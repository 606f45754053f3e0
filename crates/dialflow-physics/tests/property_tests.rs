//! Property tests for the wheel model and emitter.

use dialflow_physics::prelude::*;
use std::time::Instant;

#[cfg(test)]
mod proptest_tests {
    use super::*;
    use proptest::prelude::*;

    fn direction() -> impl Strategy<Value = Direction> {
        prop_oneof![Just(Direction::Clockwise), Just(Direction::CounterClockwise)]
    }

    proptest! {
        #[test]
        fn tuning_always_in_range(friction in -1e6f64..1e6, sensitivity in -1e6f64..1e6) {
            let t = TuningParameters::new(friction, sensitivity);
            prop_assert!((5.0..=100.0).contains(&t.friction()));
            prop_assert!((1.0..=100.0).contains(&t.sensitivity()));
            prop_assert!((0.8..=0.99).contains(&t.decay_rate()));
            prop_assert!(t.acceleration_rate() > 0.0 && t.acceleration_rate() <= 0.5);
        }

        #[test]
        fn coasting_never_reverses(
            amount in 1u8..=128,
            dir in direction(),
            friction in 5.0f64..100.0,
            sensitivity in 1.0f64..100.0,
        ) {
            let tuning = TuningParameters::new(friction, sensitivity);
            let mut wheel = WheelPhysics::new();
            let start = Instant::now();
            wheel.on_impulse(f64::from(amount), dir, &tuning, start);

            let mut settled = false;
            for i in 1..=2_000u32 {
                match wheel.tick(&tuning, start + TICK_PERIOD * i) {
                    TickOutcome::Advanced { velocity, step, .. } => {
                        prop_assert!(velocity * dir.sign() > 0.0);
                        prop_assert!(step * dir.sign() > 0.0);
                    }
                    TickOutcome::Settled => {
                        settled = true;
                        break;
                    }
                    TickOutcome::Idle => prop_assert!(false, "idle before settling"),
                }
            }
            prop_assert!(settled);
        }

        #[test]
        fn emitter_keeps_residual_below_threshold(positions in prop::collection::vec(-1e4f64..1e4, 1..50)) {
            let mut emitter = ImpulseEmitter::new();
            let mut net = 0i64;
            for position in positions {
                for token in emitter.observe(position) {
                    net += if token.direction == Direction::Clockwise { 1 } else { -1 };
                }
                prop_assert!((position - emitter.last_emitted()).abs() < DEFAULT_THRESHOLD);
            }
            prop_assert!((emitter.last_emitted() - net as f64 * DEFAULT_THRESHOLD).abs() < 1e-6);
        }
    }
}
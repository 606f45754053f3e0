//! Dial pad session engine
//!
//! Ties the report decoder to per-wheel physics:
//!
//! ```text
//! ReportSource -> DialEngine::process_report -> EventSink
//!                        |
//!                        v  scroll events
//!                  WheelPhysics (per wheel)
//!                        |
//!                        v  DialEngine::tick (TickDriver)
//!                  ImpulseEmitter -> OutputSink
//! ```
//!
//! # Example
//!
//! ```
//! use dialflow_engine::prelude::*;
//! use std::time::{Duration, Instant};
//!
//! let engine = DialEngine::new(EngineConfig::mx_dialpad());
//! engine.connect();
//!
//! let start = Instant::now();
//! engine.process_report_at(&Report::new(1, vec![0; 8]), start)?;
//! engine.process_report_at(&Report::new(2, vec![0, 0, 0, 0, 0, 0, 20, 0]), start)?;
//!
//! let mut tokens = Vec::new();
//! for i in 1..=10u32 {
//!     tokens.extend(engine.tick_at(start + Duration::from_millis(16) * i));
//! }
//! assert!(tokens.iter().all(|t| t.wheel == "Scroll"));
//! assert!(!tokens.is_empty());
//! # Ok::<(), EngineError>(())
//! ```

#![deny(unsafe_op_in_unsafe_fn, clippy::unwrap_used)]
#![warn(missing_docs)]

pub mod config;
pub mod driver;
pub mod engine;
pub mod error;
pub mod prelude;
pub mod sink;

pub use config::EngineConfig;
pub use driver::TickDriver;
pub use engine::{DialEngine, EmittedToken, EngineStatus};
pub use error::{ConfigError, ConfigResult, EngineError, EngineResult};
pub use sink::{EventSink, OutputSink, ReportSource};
+---+
What is being asked
Could you reproduce every record exactly as shown above?

Response to the exercise
repository 606f45754053f3e0
filename crates/dialflow-physics/tests/property_tests.rs
//! Property tests for the wheel model and emitter.

use dialflow_physics::prelude::*;
use std::time::Instant;

#[cfg(test)]
mod proptest_tests {
    use super::*;
    use proptest::prelude::*;

    fn direction() -> impl Strategy<Value = Direction> {
        prop_oneof![Just(Direction::Clockwise), Just(Direction::CounterClockwise)]
    }

    proptest! {
        #[test]
        fn tuning_always_in_range(friction in -1e6f64..1e6, sensitivity in -1e6f64..1e6) {
            let t = TuningParameters::new(friction, sensitivity);
            prop_assert!((5.0..=100.0).contains(&t.friction()));
            prop_assert!((1.0..=100.0).contains(&t.sensitivity()));
            prop_assert!((0.8..=0.99).contains(&t.decay_rate()));
            prop_assert!(t.acceleration_rate() > 0.0 && t.acceleration_rate() <= 0.5);
        }

        #[test]
        fn coasting_never_reverses(
            amount in 1u8..=128,
            dir in direction(),
            friction in 5.0f64..100.0,
            sensitivity in 1.0f64..100.0,
        ) {
            let tuning = TuningParameters::new(friction, sensitivity);
            let mut wheel = WheelPhysics::new();
            let start = Instant::now();
            wheel.on_impulse(f64::from(amount), dir, &tuning, start);

            let mut settled = false;
            for i in 1..=2_000u32 {
                match wheel.tick(&tuning, start + TICK_PERIOD * i) {
                    TickOutcome::Advanced { velocity, step, .. } => {
                        prop_assert!(velocity * dir.sign() > 0.0);
                        prop_assert!(step * dir.sign() > 0.0);
                    }
                    TickOutcome::Settled => {
                        settled = true;
                        break;
                    }
                    TickOutcome::Idle => prop_assert!(false, "idle before settling"),
                }
            }
            prop_assert!(settled);
        }

        #[test]
        fn emitter_keeps_residual_below_threshold(positions in prop::collection::vec(-1e4f64..1e4, 1..50)) {
            let mut emitter = ImpulseEmitter::new();
            let mut net = 0i64;
            for position in positions {
                for token in emitter.observe(position) {
                    net += if token.direction == Direction::Clockwise { 1 } else { -1 };
                }
                prop_assert!((position - emitter.last_emitted()).abs() < DEFAULT_THRESHOLD);
            }
            prop_assert!((emitter.last_emitted() - net as f64 * DEFAULT_THRESHOLD).abs() < 1e-6);
        }
    }
}
repository 606f45754053f3e0
//! Dial pad session engine
//!
//! Ties the report decoder to per-wheel physics:
//!
//! ```text
//! ReportSource -> DialEngine::process_report -> EventSink
//!                        |
//!                        v  scroll events
//!                  WheelPhysics (per wheel)
//!                        |
//!                        v  DialEngine::tick (TickDriver)
//!                  ImpulseEmitter -> OutputSink
//! ```
//!
//! # Example
//!
//! ```
//! use dialflow_engine::prelude::*;
//! use std::time::{Duration, Instant};
//!
//! let engine = DialEngine::new(EngineConfig::mx_dialpad());
//! engine.connect();
//!
//! let start = Instant::now();
//! engine.process_report_at(&Report::new(1, vec![0; 8]), start)?;
//! engine.process_report_at(&Report::new(2, vec![0, 0, 0, 0, 0, 0, 20, 0]), start)?;
//!
//! let mut tokens = Vec::new();
//! for i in 1..=10u32 {
//!     tokens.extend(engine.tick_at(start + Duration::from_millis(16) * i));
//! }
//! assert!(tokens.iter().all(|t| t.wheel == "Scroll"));
//! assert!(!tokens.is_empty());
//! # Ok::<(), EngineError>(())
//! ```

#![deny(unsafe_op_in_unsafe_fn, clippy::unwrap_used)]
#![warn(missing_docs)]

pub mod config;
pub mod driver;
pub mod engine;
pub mod error;
pub mod prelude;
pub mod sink;

pub use config::EngineConfig;
pub use driver::TickDriver;
pub use engine::{DialEngine, EmittedToken, EngineStatus};
pub use error::{ConfigError, ConfigResult, EngineError, EngineResult};
pub use sink::{EventSink, OutputSink, ReportSource};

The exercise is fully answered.